In particular, men born in the second half of the baby boom era, 1957 to 1964, had racked up an impressive 10 jobs by the time they turned 34, and averaged 12.7 jobs by the time they turned 56, the BLS noted in a recently released report. Most of that job-hopping, as one might expect, happened early in their careers, with, on average, just under one job per year between ages 18 and 24, more than millennials did at the same age.

“In the beginning of your career, you sample the job market, you look around and see what is available, and you don’t get into stability until you’re in your 30s or 40s. That is a pattern that’s always held true,” said sociologist Arne Kalleberg, who teaches at the University of North Carolina-Chapel Hill.

Indeed, rather than belonging to a particular generation, job-hopping appears to be a byproduct of the modern economy: a behavior that most workers experience early in their career (something they often forget that they had done once they’re more established). Like Gen Zers today, millennials and Generation X and, yes, even boomers had to contend with accusations that their desire for meaningful work, decent pay, and work-life balance were unreasonable. In fact, the boomers initiated the rebellion against the “organization man” mindset of their parents, Kalleberg said.

“Young people in the late ’60s, and ’70s began to criticize this view of work, because it was part of the establishment. They started rejecting the materialism of their parents and saying, ‘we’re going to find self-actualization,’” Kalleberg said.

“They rejected this idea of working for the man, which is exactly what’s happening now,” he added.
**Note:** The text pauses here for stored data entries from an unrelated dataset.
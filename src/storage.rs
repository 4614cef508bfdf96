//! Storage
//!
//! Durable per-device key-value storage. The app persists exactly one value through it (the
//! chosen language), and every caller treats it as best-effort.

use std::{
    fs, io,
    path::{Path, PathBuf},
};

use rustc_hash::FxHashMap;
use serde_json::{Map, Value};
use thiserror::Error;
use tracing::warn;

/// Errors raised by a storage backend.
#[derive(Debug, Error)]
pub enum StorageError {
    /// IO error reading or writing the backing file
    #[error("storage IO failed: {0}")]
    Io(#[from] io::Error),

    /// The backing file is not a JSON object
    #[error("storage file is corrupted: {0}")]
    Corrupted(#[from] serde_json::Error),

    /// The backend refused the operation (disabled, quota exceeded, ...)
    #[error("storage unavailable: {0}")]
    Unavailable(String),
}

/// A string key-value store that survives reloads.
#[cfg_attr(test, mockall::automock)]
pub trait KeyValueStorage {
    /// Read the value stored under `key`.
    ///
    /// # Errors
    ///
    /// Returns a [`StorageError`] if the backend cannot be read.
    fn get(&self, key: &str) -> Result<Option<String>, StorageError>;

    /// Store `value` under `key`, replacing any previous value.
    ///
    /// # Errors
    ///
    /// Returns a [`StorageError`] if the backend cannot be written.
    fn set(&mut self, key: &str, value: &str) -> Result<(), StorageError>;
}

/// Storage that lives only as long as the value itself.
#[derive(Debug, Clone, Default)]
pub struct MemoryStorage {
    values: FxHashMap<String, String>,
}

impl MemoryStorage {
    /// Create an empty store.
    pub fn new() -> Self {
        Self::default()
    }
}

impl KeyValueStorage for MemoryStorage {
    fn get(&self, key: &str) -> Result<Option<String>, StorageError> {
        Ok(self.values.get(key).cloned())
    }

    fn set(&mut self, key: &str, value: &str) -> Result<(), StorageError> {
        self.values.insert(key.to_string(), value.to_string());

        Ok(())
    }
}

/// Storage backed by a JSON object file. A missing file reads as empty.
///
/// Keys this crate does not own are left in place, whatever their value type. A non-string value
/// reads as absent.
#[derive(Debug, Clone)]
pub struct FileStorage {
    path: PathBuf,
}

impl FileStorage {
    /// Create a store backed by the file at `path`. Nothing is touched until the first write.
    pub fn new(path: impl Into<PathBuf>) -> Self {
        Self { path: path.into() }
    }

    /// Path of the backing file.
    pub fn path(&self) -> &Path {
        &self.path
    }

    fn read_all(&self) -> Result<Map<String, Value>, StorageError> {
        match fs::read_to_string(&self.path) {
            Ok(contents) if contents.trim().is_empty() => Ok(Map::new()),
            Ok(contents) => Ok(serde_json::from_str(&contents)?),
            Err(error) if error.kind() == io::ErrorKind::NotFound => Ok(Map::new()),
            Err(error) => Err(error.into()),
        }
    }
}

impl KeyValueStorage for FileStorage {
    fn get(&self, key: &str) -> Result<Option<String>, StorageError> {
        match self.read_all()?.remove(key) {
            Some(Value::String(value)) => Ok(Some(value)),
            _ => Ok(None),
        }
    }

    fn set(&mut self, key: &str, value: &str) -> Result<(), StorageError> {
        // Only unparseable contents are replaced; IO failures abort the write.
        let mut values = match self.read_all() {
            Ok(values) => values,
            Err(StorageError::Corrupted(error)) => {
                warn!(path = %self.path.display(), %error, "replacing corrupted storage file");

                Map::new()
            }
            Err(error) => return Err(error),
        };

        values.insert(key.to_string(), Value::String(value.to_string()));

        if let Some(parent) = self.path.parent()
            && !parent.as_os_str().is_empty()
        {
            fs::create_dir_all(parent)?;
        }

        fs::write(&self.path, serde_json::to_string_pretty(&values)?)?;

        Ok(())
    }
}

#[cfg(test)]
mod tests {
    use testresult::TestResult;

    use super::*;

    #[test]
    fn memory_storage_round_trip() -> TestResult {
        let mut storage = MemoryStorage::new();

        assert_eq!(storage.get("app-lang")?, None);

        storage.set("app-lang", "RO")?;
        storage.set("app-lang", "EN")?;

        assert_eq!(storage.get("app-lang")?, Some("EN".to_string()));

        Ok(())
    }

    #[test]
    fn file_storage_missing_file_reads_empty() -> TestResult {
        let dir = tempfile::tempdir()?;
        let storage = FileStorage::new(dir.path().join("absent.json"));

        assert_eq!(storage.get("app-lang")?, None);

        Ok(())
    }

    #[test]
    fn file_storage_persists_across_instances() -> TestResult {
        let dir = tempfile::tempdir()?;
        let path = dir.path().join("nested").join("storage.json");

        FileStorage::new(&path).set("app-lang", "RO")?;
        FileStorage::new(&path).set("other", "value")?;

        let reopened = FileStorage::new(&path);

        assert_eq!(reopened.get("app-lang")?, Some("RO".to_string()));
        assert_eq!(reopened.get("other")?, Some("value".to_string()));

        Ok(())
    }

    #[test]
    fn file_storage_reports_corruption() -> TestResult {
        let dir = tempfile::tempdir()?;
        let path = dir.path().join("storage.json");
        fs::write(&path, "not json")?;

        let result = FileStorage::new(&path).get("app-lang");

        assert!(matches!(result, Err(StorageError::Corrupted(_))));

        Ok(())
    }

    #[test]
    fn file_storage_write_keeps_foreign_keys() -> TestResult {
        let dir = tempfile::tempdir()?;
        let path = dir.path().join("storage.json");
        fs::write(&path, r#"{ "theme": "dark", "volume": 3 }"#)?;

        let mut storage = FileStorage::new(&path);
        storage.set("app-lang", "EN")?;

        let saved: Value = serde_json::from_str(&fs::read_to_string(&path)?)?;

        assert_eq!(saved.get("theme"), Some(&Value::from("dark")));
        assert_eq!(saved.get("volume"), Some(&Value::from(3)));
        assert_eq!(saved.get("app-lang"), Some(&Value::from("EN")));
        assert_eq!(storage.get("theme")?, Some("dark".to_string()));
        assert_eq!(storage.get("volume")?, None, "non-string values read as absent");

        Ok(())
    }

    #[test]
    fn file_storage_write_fails_when_unreadable() -> TestResult {
        let dir = tempfile::tempdir()?;
        let mut storage = FileStorage::new(dir.path());

        let result = storage.set("app-lang", "EN");

        assert!(matches!(result, Err(StorageError::Io(_))));

        Ok(())
    }

    #[test]
    fn file_storage_write_replaces_corrupted_file() -> TestResult {
        let dir = tempfile::tempdir()?;
        let path = dir.path().join("storage.json");
        fs::write(&path, "[1, 2")?;

        let mut storage = FileStorage::new(&path);
        storage.set("app-lang", "EN")?;

        assert_eq!(storage.get("app-lang")?, Some("EN".to_string()));

        Ok(())
    }
}
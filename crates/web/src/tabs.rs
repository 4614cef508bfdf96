use leptos::prelude::*;
use maison::cart::Cart;

use crate::context::{Screen, use_app};

#[derive(Debug, Clone, Copy, PartialEq, Eq)]
enum Tab {
    Chat,
    Menu,
    Cart,
    Profile,
}

impl Tab {
    const ALL: [Tab; 4] = [Tab::Chat, Tab::Menu, Tab::Cart, Tab::Profile];

    fn screen(self) -> Screen {
        match self {
            Tab::Chat => Screen::Chat,
            Tab::Menu => Screen::Menu,
            Tab::Cart => Screen::Cart,
            Tab::Profile => Screen::Profile,
        }
    }

    fn icon(self) -> &'static str {
        match self {
            Tab::Chat => "💬",
            Tab::Menu => "🍽️",
            Tab::Cart => "🛒",
            Tab::Profile => "👤",
        }
    }

    /// The tab that stays highlighted while `screen` is shown.
    fn for_screen(screen: &Screen) -> Option<Self> {
        match screen {
            Screen::Chat => Some(Tab::Chat),
            Screen::Menu | Screen::Dish(_) => Some(Tab::Menu),
            Screen::Cart => Some(Tab::Cart),
            Screen::Profile | Screen::Loyalty => Some(Tab::Profile),
            Screen::Confirmed => None,
        }
    }
}

#[component]
pub(crate) fn TabBar() -> impl IntoView {
    let app = use_app();
    let item_count = move || app.cart.with(Cart::item_count);

    view! {
        <nav class="tab-bar">
            {Tab::ALL
                .into_iter()
                .map(|tab| {
                    let label = move || {
                        app.text(|catalog| match tab {
                            Tab::Chat => &catalog.tabs.chat,
                            Tab::Menu => &catalog.tabs.menu,
                            Tab::Cart => &catalog.tabs.cart,
                            Tab::Profile => &catalog.tabs.profile,
                        })
                    };
                    let badge = move || {
                        let count = item_count();

                        (tab == Tab::Cart && count > 0)
                            .then(|| view! { <span class="tab-badge">{count}</span> })
                    };

                    view! {
                        <button
                            type="button"
                            class="tab"
                            class:tab-active=move || {
                                app.screen.with(Tab::for_screen) == Some(tab)
                            }
                            on:click=move |_| app.navigate(tab.screen())
                        >
                            <span class="tab-icon">{tab.icon()}</span>
                            <span class="tab-label">{label}</span>
                            {badge}
                        </button>
                    }
                })
                .collect_view()}
        </nav>
    }
}
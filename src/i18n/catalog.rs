//! Catalogs
//!
//! One typed string bundle per language, compiled into the binary and parsed once at startup.
//! Every bundle has to fill every field, so a key missing from one language fails the load
//! instead of rendering blank text.

#![expect(
    missing_docs,
    reason = "catalog fields are translation keys named after the label they hold"
)]

use serde::Deserialize;

use super::{I18nError, Language};

const RU_YAML: &str = include_str!("../../locales/ru.yml");
const RO_YAML: &str = include_str!("../../locales/ro.yml");
const EN_YAML: &str = include_str!("../../locales/en.yml");

/// Strings shared by several screens.
#[derive(Debug, Clone, PartialEq, Eq, Deserialize)]
#[serde(deny_unknown_fields)]
pub struct CommonStrings {
    pub currency: String,
    pub back: String,
}

/// Bottom tab bar labels.
#[derive(Debug, Clone, PartialEq, Eq, Deserialize)]
#[serde(deny_unknown_fields)]
pub struct TabStrings {
    pub chat: String,
    pub menu: String,
    pub cart: String,
    pub profile: String,
}

/// Menu browser strings, including category and badge labels.
#[derive(Debug, Clone, PartialEq, Eq, Deserialize)]
#[serde(deny_unknown_fields)]
pub struct MenuStrings {
    pub title: String,
    pub search: String,
    pub all: String,
    pub appetizers: String,
    pub salads: String,
    pub soups: String,
    pub mains: String,
    pub grill: String,
    pub desserts: String,
    pub drinks: String,
    pub popular: String,
    pub new: String,
    pub chef_choice: String,
    pub nothing_found: String,
}

/// Dish detail strings.
#[derive(Debug, Clone, PartialEq, Eq, Deserialize)]
#[serde(deny_unknown_fields)]
pub struct DishStrings {
    pub description: String,
    pub ingredients: String,
    pub allergens: String,
    pub prep_time: String,
    pub minutes: String,
    pub grams: String,
    pub add_to_order: String,
    pub added: String,
}

/// Cart screen strings.
#[derive(Debug, Clone, PartialEq, Eq, Deserialize)]
#[serde(deny_unknown_fields)]
pub struct CartStrings {
    pub title: String,
    pub table: String,
    pub empty: String,
    pub empty_hint: String,
    pub go_to_menu: String,
    pub comment: String,
    pub subtotal: String,
    pub service: String,
    pub total: String,
    pub checkout: String,
}

/// Order confirmation strings.
#[derive(Debug, Clone, PartialEq, Eq, Deserialize)]
#[serde(deny_unknown_fields)]
pub struct OrderStrings {
    pub confirmed: String,
    pub waiter_notified: String,
    pub number: String,
    pub table: String,
    pub wait_time: String,
    pub amount: String,
    pub back_to_chat: String,
    pub view_menu: String,
}

/// Loyalty program strings.
#[derive(Debug, Clone, PartialEq, Eq, Deserialize)]
#[serde(deny_unknown_fields)]
pub struct LoyaltyStrings {
    pub title: String,
    pub points: String,
    pub multiplier: String,
    pub levels: String,
    pub rewards: String,
    pub recent: String,
    pub claim: String,
    pub until: String,
    pub free_dessert: String,
    pub discount_10: String,
    pub order_entry: String,
}

/// Profile screen strings.
#[derive(Debug, Clone, PartialEq, Eq, Deserialize)]
#[serde(deny_unknown_fields)]
pub struct ProfileStrings {
    pub title: String,
    pub guest: String,
    pub guest_hint: String,
    pub language: String,
    pub favorites: String,
    pub orders_history: String,
    pub loyalty: String,
    pub notifications: String,
    pub about: String,
    pub logout: String,
    pub version: String,
    pub not_saved: String,
}

/// Chat assistant strings, including the canned bot replies.
#[derive(Debug, Clone, PartialEq, Eq, Deserialize)]
#[serde(deny_unknown_fields)]
pub struct ChatStrings {
    pub welcome: String,
    pub placeholder: String,
    pub reply: String,
    pub voice_message: String,
    pub voice_reply: String,
    pub live: String,
}

/// The full set of translated UI strings for one language.
#[derive(Debug, Clone, PartialEq, Eq, Deserialize)]
#[serde(deny_unknown_fields)]
pub struct Catalog {
    pub common: CommonStrings,
    pub tabs: TabStrings,
    pub menu: MenuStrings,
    pub dish: DishStrings,
    pub cart: CartStrings,
    pub order: OrderStrings,
    pub loyalty: LoyaltyStrings,
    pub profile: ProfileStrings,
    pub chat: ChatStrings,
}

impl Catalog {
    /// Parse a single YAML bundle.
    ///
    /// # Errors
    ///
    /// Returns [`I18nError::Catalog`] if the YAML is malformed or a key is missing or unknown.
    pub fn from_yaml(language: Language, yaml: &str) -> Result<Self, I18nError> {
        serde_norway::from_str(yaml).map_err(|source| I18nError::Catalog { language, source })
    }
}

/// One catalog per supported language.
#[derive(Debug, Clone)]
pub struct Catalogs {
    ru: Catalog,
    ro: Catalog,
    en: Catalog,
}

impl Catalogs {
    /// Parse the bundles compiled into the binary.
    ///
    /// # Errors
    ///
    /// Returns [`I18nError::Catalog`] naming the first bundle that fails to parse.
    pub fn bundled() -> Result<Self, I18nError> {
        Ok(Self {
            ru: Catalog::from_yaml(Language::Ru, RU_YAML)?,
            ro: Catalog::from_yaml(Language::Ro, RO_YAML)?,
            en: Catalog::from_yaml(Language::En, EN_YAML)?,
        })
    }

    /// The catalog for `language`.
    pub fn get(&self, language: Language) -> &Catalog {
        match language {
            Language::Ru => &self.ru,
            Language::Ro => &self.ro,
            Language::En => &self.en,
        }
    }
}
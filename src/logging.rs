//! Logging subscriber initialisation.
//!
//! Logs go to stderr so command output on stdout stays clean.

use std::io;

use tracing_subscriber::{
    EnvFilter, Registry,
    layer::{Layer, SubscriberExt},
    util::{SubscriberInitExt, TryInitError},
};

use crate::config::{LogFormat, LoggingConfig};

pub(crate) fn init_subscriber(config: &LoggingConfig) -> Result<(), TryInitError> {
    match config.log_format {
        LogFormat::Compact => init_with_layer(
            config,
            tracing_subscriber::fmt::layer()
                .compact()
                .with_writer(io::stderr)
                .with_target(true),
        ),
        LogFormat::Json => init_with_layer(
            config,
            tracing_subscriber::fmt::layer()
                .json()
                .with_writer(io::stderr)
                .with_current_span(true)
                .with_target(true),
        ),
    }
}

fn build_env_filter(config: &LoggingConfig) -> EnvFilter {
    EnvFilter::try_new(&config.log_level).unwrap_or_else(|_| EnvFilter::new("warn"))
}

fn init_with_layer<L>(config: &LoggingConfig, fmt_layer: L) -> Result<(), TryInitError>
where
    L: Layer<Registry> + Send + Sync + 'static,
{
    tracing_subscriber::registry()
        .with(fmt_layer)
        .with(build_env_filter(config))
        .try_init()
}
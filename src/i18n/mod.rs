//! Internationalization
//!
//! The active display language, the bundled string catalogs and the store that persists the
//! language choice between sessions.

use std::{fmt, str::FromStr};

use serde::{Deserialize, Serialize};
use thiserror::Error;

pub mod catalog;
pub mod store;

pub use catalog::{Catalog, Catalogs};
pub use store::{LANGUAGE_KEY, LanguageStore, Persistence};

/// Errors raised while resolving languages or loading catalogs.
#[derive(Debug, Error)]
pub enum I18nError {
    /// The code is not one of the supported languages
    #[error("unsupported language: {0:?}")]
    UnsupportedLanguage(String),

    /// A bundled catalog failed to parse
    #[error("failed to parse {language} catalog: {source}")]
    Catalog {
        /// Language of the broken bundle
        language: Language,

        /// Underlying YAML error
        source: serde_norway::Error,
    },
}

/// A supported display language.
#[derive(
    Debug, Clone, Copy, Default, PartialEq, Eq, Hash, PartialOrd, Ord, Serialize, Deserialize,
)]
pub enum Language {
    /// Russian, the default
    #[default]
    #[serde(rename = "RU")]
    Ru,

    /// Romanian
    #[serde(rename = "RO")]
    Ro,

    /// English
    #[serde(rename = "EN")]
    En,
}

impl Language {
    /// Every supported language, in switcher order.
    pub const ALL: [Language; 3] = [Language::Ru, Language::Ro, Language::En];

    /// The code persisted to storage and shown in the switcher.
    pub fn code(self) -> &'static str {
        match self {
            Language::Ru => "RU",
            Language::Ro => "RO",
            Language::En => "EN",
        }
    }

    /// Resolve a persisted value, falling back to the default for anything unsupported.
    pub fn from_persisted(value: Option<&str>) -> Self {
        value
            .and_then(|code| code.parse().ok())
            .unwrap_or_default()
    }
}

impl fmt::Display for Language {
    fn fmt(&self, f: &mut fmt::Formatter<'_>) -> fmt::Result {
        f.write_str(self.code())
    }
}

impl FromStr for Language {
    type Err = I18nError;

    fn from_str(code: &str) -> Result<Self, Self::Err> {
        Language::ALL
            .into_iter()
            .find(|language| language.code() == code)
            .ok_or_else(|| I18nError::UnsupportedLanguage(code.to_string()))
    }
}
//! CLI configuration

use std::path::PathBuf;

use clap::{Args, Parser};
use maison::i18n::{I18nError, Language};

use crate::cli::Command;

/// Log output format.
#[derive(Clone, Copy, Debug, clap::ValueEnum)]
pub(crate) enum LogFormat {
    /// Compact, human-readable logs.
    Compact,

    /// Structured JSON logs.
    Json,
}

/// Logging settings.
#[derive(Debug, Args)]
pub(crate) struct LoggingConfig {
    /// Log level (trace, debug, info, warn, error)
    #[arg(long, global = true, env = "RUST_LOG", default_value = "warn")]
    pub(crate) log_level: String,

    /// Log format (compact, json)
    #[arg(
        long,
        global = true,
        env = "LOG_FORMAT",
        value_enum,
        default_value_t = LogFormat::Compact
    )]
    pub(crate) log_format: LogFormat,
}

/// Maison CLI configuration
#[derive(Debug, Parser)]
#[command(name = "maison", about = "La Maison restaurant ordering", long_about = None)]
pub(crate) struct Config {
    #[command(flatten)]
    pub(crate) logging: LoggingConfig,

    /// File the language choice is persisted to
    #[arg(
        long,
        global = true,
        env = "MAISON_STORAGE_PATH",
        default_value = ".maison/storage.json"
    )]
    pub(crate) storage_path: PathBuf,

    /// Display language for this run only (RU, RO, EN); the saved choice is left alone
    #[arg(long, global = true, env = "MAISON_LANGUAGE", value_parser = parse_language)]
    pub(crate) language: Option<Language>,

    #[command(subcommand)]
    pub(crate) command: Command,
}

impl Config {
    /// Load configuration from `.env`, the environment and CLI arguments.
    ///
    /// Exits with usage output if the arguments cannot be parsed.
    pub(crate) fn load() -> Self {
        // Load .env file if present (ignore if missing)
        _ = dotenvy::dotenv();

        Self::parse()
    }
}

/// Language codes on the command line are accepted in any case.
pub(crate) fn parse_language(code: &str) -> Result<Language, I18nError> {
    code.trim().to_ascii_uppercase().parse()
}
use std::sync::Arc;

use leptos::prelude::*;
use maison::{
    cart::Cart,
    chat::ChatSession,
    i18n::{Catalog, Catalogs, Language, LanguageStore, Persistence},
    loyalty::LoyaltyAccount,
    menu::{Favorites, Menu},
    order::OrderSummary,
};

use crate::storage::BrowserStorage;

/// Which screen fills the viewport.
#[derive(Debug, Clone, PartialEq, Eq)]
pub(crate) enum Screen {
    Chat,
    Menu,
    Dish(String),
    Cart,
    Confirmed,
    Loyalty,
    Profile,
}

/// Stores shared by every screen, provided once at the root.
#[derive(Debug, Clone, Copy)]
pub(crate) struct AppContext {
    pub(crate) screen: RwSignal<Screen>,
    pub(crate) language: RwSignal<LanguageStore<BrowserStorage>>,
    pub(crate) cart: RwSignal<Cart>,
    pub(crate) last_order: RwSignal<Option<OrderSummary>>,
    pub(crate) favorites: RwSignal<Favorites>,
    pub(crate) chat: RwSignal<ChatSession>,
    pub(crate) loyalty: RwSignal<LoyaltyAccount>,
    pub(crate) menu: StoredValue<Menu>,
}

impl AppContext {
    /// Parse the bundled data and restore the saved language.
    ///
    /// # Errors
    ///
    /// Returns an error when a bundled catalog or the menu fails to parse.
    pub(crate) fn load() -> Result<Self, String> {
        let catalogs = Catalogs::bundled()
            .map_err(|error| format!("Failed to load translations: {error}"))?;
        let menu = Menu::bundled().map_err(|error| format!("Failed to load menu: {error}"))?;

        let language = LanguageStore::load(BrowserStorage, Arc::new(catalogs));
        let chat = ChatSession::new(language.catalog());

        Ok(Self {
            screen: RwSignal::new(Screen::Chat),
            language: RwSignal::new(language),
            cart: RwSignal::new(Cart::new()),
            last_order: RwSignal::new(None),
            favorites: RwSignal::new(Favorites::new()),
            chat: RwSignal::new(chat),
            loyalty: RwSignal::new(LoyaltyAccount::demo()),
            menu: StoredValue::new(menu),
        })
    }

    /// A string from the active catalog. Re-runs when the language changes.
    pub(crate) fn text(self, pick: impl Fn(&Catalog) -> &String) -> String {
        self.language.with(|store| pick(store.catalog()).clone())
    }

    pub(crate) fn active_language(self) -> Language {
        self.language.with(LanguageStore::language)
    }

    pub(crate) fn set_language(self, language: Language) {
        let mut persistence = Persistence::Saved;

        self.language.update(|store| persistence = store.set_language(language));

        if persistence == Persistence::Failed {
            leptos::logging::warn!("language {language} applies to this session only");
        }
    }

    pub(crate) fn navigate(self, screen: Screen) {
        self.screen.set(screen);
    }

    /// Price with the localized currency label.
    pub(crate) fn price(self, amount: impl std::fmt::Display) -> String {
        format!("{amount} {}", self.text(|catalog| &catalog.common.currency))
    }
}

pub(crate) fn use_app() -> AppContext {
    expect_context::<AppContext>()
}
More stable than their predecessors
If anything, compared with their predecessors, millennials job-hopped at a slower rate. According to BLS figures, older millennials—those born between 1980 and 1984—had held an average of seven jobs by age 28, one less than baby boomers at the same age. At age 34, millennials averaged 8.6 jobs, about one less than baby boomers at the same age.

Blame the 2007 financial crisis, the Great Recession that followed, and the excruciatingly slow “jobless recovery” that hit young people hardest. Job hopping is one sign of a strong economy—workers don’t move unless they have somewhere to move to. In the decade after the recovery and until the pandemic, “the labor market just hasn’t been as tight, so people didn’t have as many opportunities to switch jobs,” said Nick Bunker, chief economist at job board Indeed.

Another reason, economists say, is that today’s young people stay in school longer and take more time to formally enter the job market, which reduces the number of jobs they hold on average during their lifetimes. And the heavy student debt load racked up by young graduates has also likely made them less inclined to take risks by job-switching.

In fact, while some pundits today worry that the stereotypical younger worker is “disengaged” or “doesn’t see a future” with their employer, as Gallup wrote in a poll this year, it wasn’t so long ago that economists had the opposite worry—that younger workers don’t move around enough.

In 2016, the Federal Reserve Bank of San Francisco highlighted “a pronounced decline in the job switching behavior of young workers,” and mused whether those workers were choosing job security “at the cost of diminished experimentation with different jobs.” That same year, another set of Federal Reserve researchers highlighted the trend at a Brookings Institution symposium, noting that “Less fluidity in the labor market leads to fewer opportunities for workers… and thus may have important implications for the macro economy in general.”

No more ‘organization man’
The data also makes clear that the archetype of the “company man” who stays in a single job for his entire career was well on the decline by the time baby boomers came of age. To be sure, some of the boomer generation who started working in the late 1970s and early 1980s had this experience of stability. But this was also the decade that ushered in massive de-industrialization, the transition from a goods to a services economy, the decline of unions that had protected workers and encouraged company loyalty, and the mass layoff as a corporate strategy. (One of the strategy’s early proponents, General Electric CEO Jack Welch, eliminated a quarter of the company’s jobs in the first half of the 1980s, Quartz notes.)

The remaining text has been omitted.